Rubah Sembilan-Ekor hampir jatuh ke dalam kejahatan.
Dia diselamatkan oleh seorang manusia biasa yang tidak memiliki apa-apa.
Namun, dia memberikan separuh jantungnya pada si rubah kecil, dan dia memperoleh sifat kemanusiaan.
Jason bertanya kepadaku, apa yang terjadi kemudian?

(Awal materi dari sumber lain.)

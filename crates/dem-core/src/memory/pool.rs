//! Bounded pool of memory entries
//!
//! Allocation and free are atomic per pool (one `parking_lot::Mutex`).
//! Free slots are found by a linear scan at allocation time.

use std::cmp::Reverse;
use std::sync::Arc;

use parking_lot::Mutex;
use tracing::{debug, info, warn};

use super::entry::MemoryEntry;
use crate::config::{DisplacementStrategy, MemoryDef, MemoryKind};
use crate::error::RangeError;
use crate::runtime_check::RuntimeCheck;
use crate::types::EventId;

/// Result of asking a pool for an entry
#[derive(Debug, Clone, Copy, PartialEq, Eq)]
pub enum AllocationOutcome {
    /// The event already owned this entry
    Existing(usize),
    /// A free slot was taken
    Allocated(usize),
    /// A lower-ranked entry was evicted to make room
    Displaced { index: usize, displaced: EventId },
    /// Pool full and nothing may be displaced
    Rejected,
}

impl AllocationOutcome {
    /// Index of the entry now owned by the event
    pub fn index(self) -> Option<usize> {
        match self {
            AllocationOutcome::Existing(index)
            | AllocationOutcome::Allocated(index)
            | AllocationOutcome::Displaced { index, .. } => Some(index),
            AllocationOutcome::Rejected => None,
        }
    }

    /// Whether the event was newly stored
    pub fn is_new(self) -> bool {
        matches!(
            self,
            AllocationOutcome::Allocated(_) | AllocationOutcome::Displaced { .. }
        )
    }
}

/// What the displacement policy needs to know about stored events
pub trait DisplacementInfo {
    /// Priority of an event (1 is highest)
    fn priority(&self, event: EventId) -> u8;
    /// Whether the event is currently not failing
    fn is_passive(&self, event: EventId) -> bool;
}

/// Pick the entry to evict for a new event of `priority`
///
/// `Priority` evicts only strictly lower-priority entries; `Full` also
/// evicts passive entries of equal priority. Among eligible entries the
/// lowest priority wins, then passive over active, then the oldest.
pub fn select_victim(
    entries: &[MemoryEntry],
    priority: u8,
    strategy: DisplacementStrategy,
    info: &dyn DisplacementInfo,
) -> Option<usize> {
    if strategy == DisplacementStrategy::None {
        return None;
    }
    entries
        .iter()
        .enumerate()
        .filter(|(_, entry)| !entry.is_free())
        .filter(|(_, entry)| {
            let stored = info.priority(entry.event_id);
            stored > priority
                || (strategy == DisplacementStrategy::Full
                    && stored == priority
                    && info.is_passive(entry.event_id))
        })
        .min_by_key(|(_, entry)| {
            (
                Reverse(info.priority(entry.event_id)),
                !info.is_passive(entry.event_id),
                entry.timestamp,
            )
        })
        .map(|(index, _)| index)
}

#[derive(Debug)]
struct PoolState {
    entries: Vec<MemoryEntry>,
    dirty: Vec<bool>,
    next_timestamp: u32,
    aged_count: u16,
}

/// One event memory (primary, user-defined or mirror)
#[derive(Debug)]
pub struct MemoryPool {
    name: String,
    kind: MemoryKind,
    nv_block_base: u16,
    state: Mutex<PoolState>,
    checks: Arc<RuntimeCheck>,
}

impl MemoryPool {
    pub fn new(def: &MemoryDef, checks: Arc<RuntimeCheck>) -> Self {
        Self {
            name: def.name.clone(),
            kind: def.kind,
            nv_block_base: def.nv_block_base,
            state: Mutex::new(PoolState {
                entries: vec![MemoryEntry::free(); def.size],
                dirty: vec![false; def.size],
                next_timestamp: 0,
                aged_count: 0,
            }),
            checks,
        }
    }

    pub fn name(&self) -> &str {
        &self.name
    }

    pub fn kind(&self) -> MemoryKind {
        self.kind
    }

    /// Configured number of entries
    pub fn size(&self) -> usize {
        self.state.lock().entries.len()
    }

    /// Number of occupied entries
    pub fn used(&self) -> usize {
        self.state
            .lock()
            .entries
            .iter()
            .filter(|e| !e.is_free())
            .count()
    }

    /// Index of the entry owned by `event`
    pub fn find(&self, event: EventId) -> Option<usize> {
        if !event.is_valid() {
            return None;
        }
        self.state
            .lock()
            .entries
            .iter()
            .position(|e| e.event_id == event)
    }

    /// Copy of an entry, or a range error
    pub fn entry(&self, index: usize) -> Result<MemoryEntry, RangeError> {
        let state = self.state.lock();
        let index = self
            .checks
            .check_index("memory entry", index, state.entries.len())?;
        Ok(state.entries[index].clone())
    }

    /// Copy of an entry; out-of-range indices read entry 0
    pub fn entry_safe(&self, index: usize) -> MemoryEntry {
        let state = self.state.lock();
        if state.entries.is_empty() {
            return MemoryEntry::free();
        }
        let index = self
            .checks
            .index_or_default("memory entry", index, state.entries.len());
        state.entries[index].clone()
    }

    /// Copy of the entry owned by `event`
    pub fn entry_for(&self, event: EventId) -> Option<(usize, MemoryEntry)> {
        if !event.is_valid() {
            return None;
        }
        let state = self.state.lock();
        state
            .entries
            .iter()
            .position(|e| e.event_id == event)
            .map(|index| (index, state.entries[index].clone()))
    }

    /// Occupied entries with their indices
    pub fn occupied(&self) -> Vec<(usize, MemoryEntry)> {
        self.state
            .lock()
            .entries
            .iter()
            .enumerate()
            .filter(|(_, e)| !e.is_free())
            .map(|(index, e)| (index, e.clone()))
            .collect()
    }

    /// Find or allocate the entry for `event`
    pub fn allocate(
        &self,
        event: EventId,
        latched: bool,
        strategy: DisplacementStrategy,
        ranking: &dyn DisplacementInfo,
    ) -> AllocationOutcome {
        if !event.is_valid() {
            return AllocationOutcome::Rejected;
        }
        let mut state = self.state.lock();

        if let Some(index) = state.entries.iter().position(|e| e.event_id == event) {
            return AllocationOutcome::Existing(index);
        }

        let timestamp = state.next_timestamp;
        let outcome = match state.entries.iter().position(MemoryEntry::is_free) {
            Some(index) => AllocationOutcome::Allocated(index),
            None => match select_victim(&state.entries, ranking.priority(event), strategy, ranking) {
                Some(index) => AllocationOutcome::Displaced {
                    index,
                    displaced: state.entries[index].event_id,
                },
                None => {
                    warn!(memory = %self.name, event = %event, "Memory full, event not stored");
                    return AllocationOutcome::Rejected;
                }
            },
        };

        let Some(index) = outcome.index() else {
            return outcome;
        };
        state.entries[index] = MemoryEntry::occupied(event, timestamp, latched);
        state.dirty[index] = true;
        state.next_timestamp = timestamp.wrapping_add(1);

        match outcome {
            AllocationOutcome::Displaced { displaced, .. } => info!(
                memory = %self.name,
                event = %event,
                displaced = %displaced,
                index,
                "Entry displaced"
            ),
            _ => debug!(memory = %self.name, event = %event, index, "Entry allocated"),
        }
        outcome
    }

    /// Mutate an entry in place; out-of-range indices touch entry 0
    pub fn update<R>(&self, index: usize, f: impl FnOnce(&mut MemoryEntry) -> R) -> Option<R> {
        let mut state = self.state.lock();
        if state.entries.is_empty() {
            return None;
        }
        let index = self
            .checks
            .index_or_default("memory entry", index, state.entries.len());
        state.dirty[index] = true;
        Some(f(&mut state.entries[index]))
    }

    /// Mutate the entry owned by `event`, if any
    pub fn update_event<R>(&self, event: EventId, f: impl FnOnce(&mut MemoryEntry) -> R) -> Option<R> {
        if !event.is_valid() {
            return None;
        }
        let mut state = self.state.lock();
        let index = state.entries.iter().position(|e| e.event_id == event)?;
        state.dirty[index] = true;
        Some(f(&mut state.entries[index]))
    }

    /// Visit every occupied entry; `f` returns true if it changed the entry
    pub fn for_each_occupied(&self, mut f: impl FnMut(usize, &mut MemoryEntry) -> bool) {
        let mut state = self.state.lock();
        let PoolState { entries, dirty, .. } = &mut *state;
        for (index, entry) in entries.iter_mut().enumerate() {
            if !entry.is_free() && f(index, entry) {
                dirty[index] = true;
            }
        }
    }

    /// Release an entry
    pub fn free(&self, index: usize) {
        let mut state = self.state.lock();
        if state.entries.is_empty() {
            return;
        }
        let index = self
            .checks
            .index_or_default("memory entry", index, state.entries.len());
        let owner = state.entries[index].event_id;
        state.entries[index] = MemoryEntry::free();
        state.dirty[index] = true;
        debug!(memory = %self.name, event = %owner, index, "Entry freed");
    }

    /// Release the entry owned by `event`; returns true if one existed
    pub fn free_event(&self, event: EventId) -> bool {
        match self.find(event) {
            Some(index) => {
                self.free(index);
                true
            }
            None => false,
        }
    }

    /// Record that an entry completed aging
    pub fn note_aged(&self) {
        let mut state = self.state.lock();
        state.aged_count = state.aged_count.saturating_add(1);
    }

    /// Number of entries that completed aging since start-up
    pub fn aged_count(&self) -> u16 {
        self.state.lock().aged_count
    }

    /// NV block backing an entry
    pub fn nv_block_index(&self, index: usize) -> Result<u16, RangeError> {
        let len = self.size();
        let index = self.checks.check_index("memory entry", index, len)?;
        super::nv_block(self.nv_block_base, index).ok_or_else(|| {
            let err = super::nv_block_overflow(self.nv_block_base, index);
            self.checks.report(err);
            err
        })
    }

    /// Drain the NV blocks modified since the last call
    pub fn take_dirty_blocks(&self) -> Vec<u16> {
        let mut state = self.state.lock();
        let base = self.nv_block_base;
        state
            .dirty
            .iter_mut()
            .enumerate()
            .filter_map(|(index, dirty)| {
                if !std::mem::take(dirty) {
                    return None;
                }
                let block = super::nv_block(base, index);
                if block.is_none() {
                    self.checks.report(super::nv_block_overflow(base, index));
                }
                block
            })
            .collect()
    }
}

Kemudian diketahui bahwa ibu rubah kecil tersebut telah dipengaruhi oleh obsesi siluman, dan rubah kecil tersebut hampir terjerumus ke jalan yang kelam.
Tapi karena setengah hatinya itu, dia memiliki kemanusiaan.
"Apakah dia memaafkan ibunya?" tanya Jason.
"Tidak masalah apakah dia memaafkannya atau tidak, karena si rubah kecil sudah memiliki orang yang paling penting dalam hidupnya."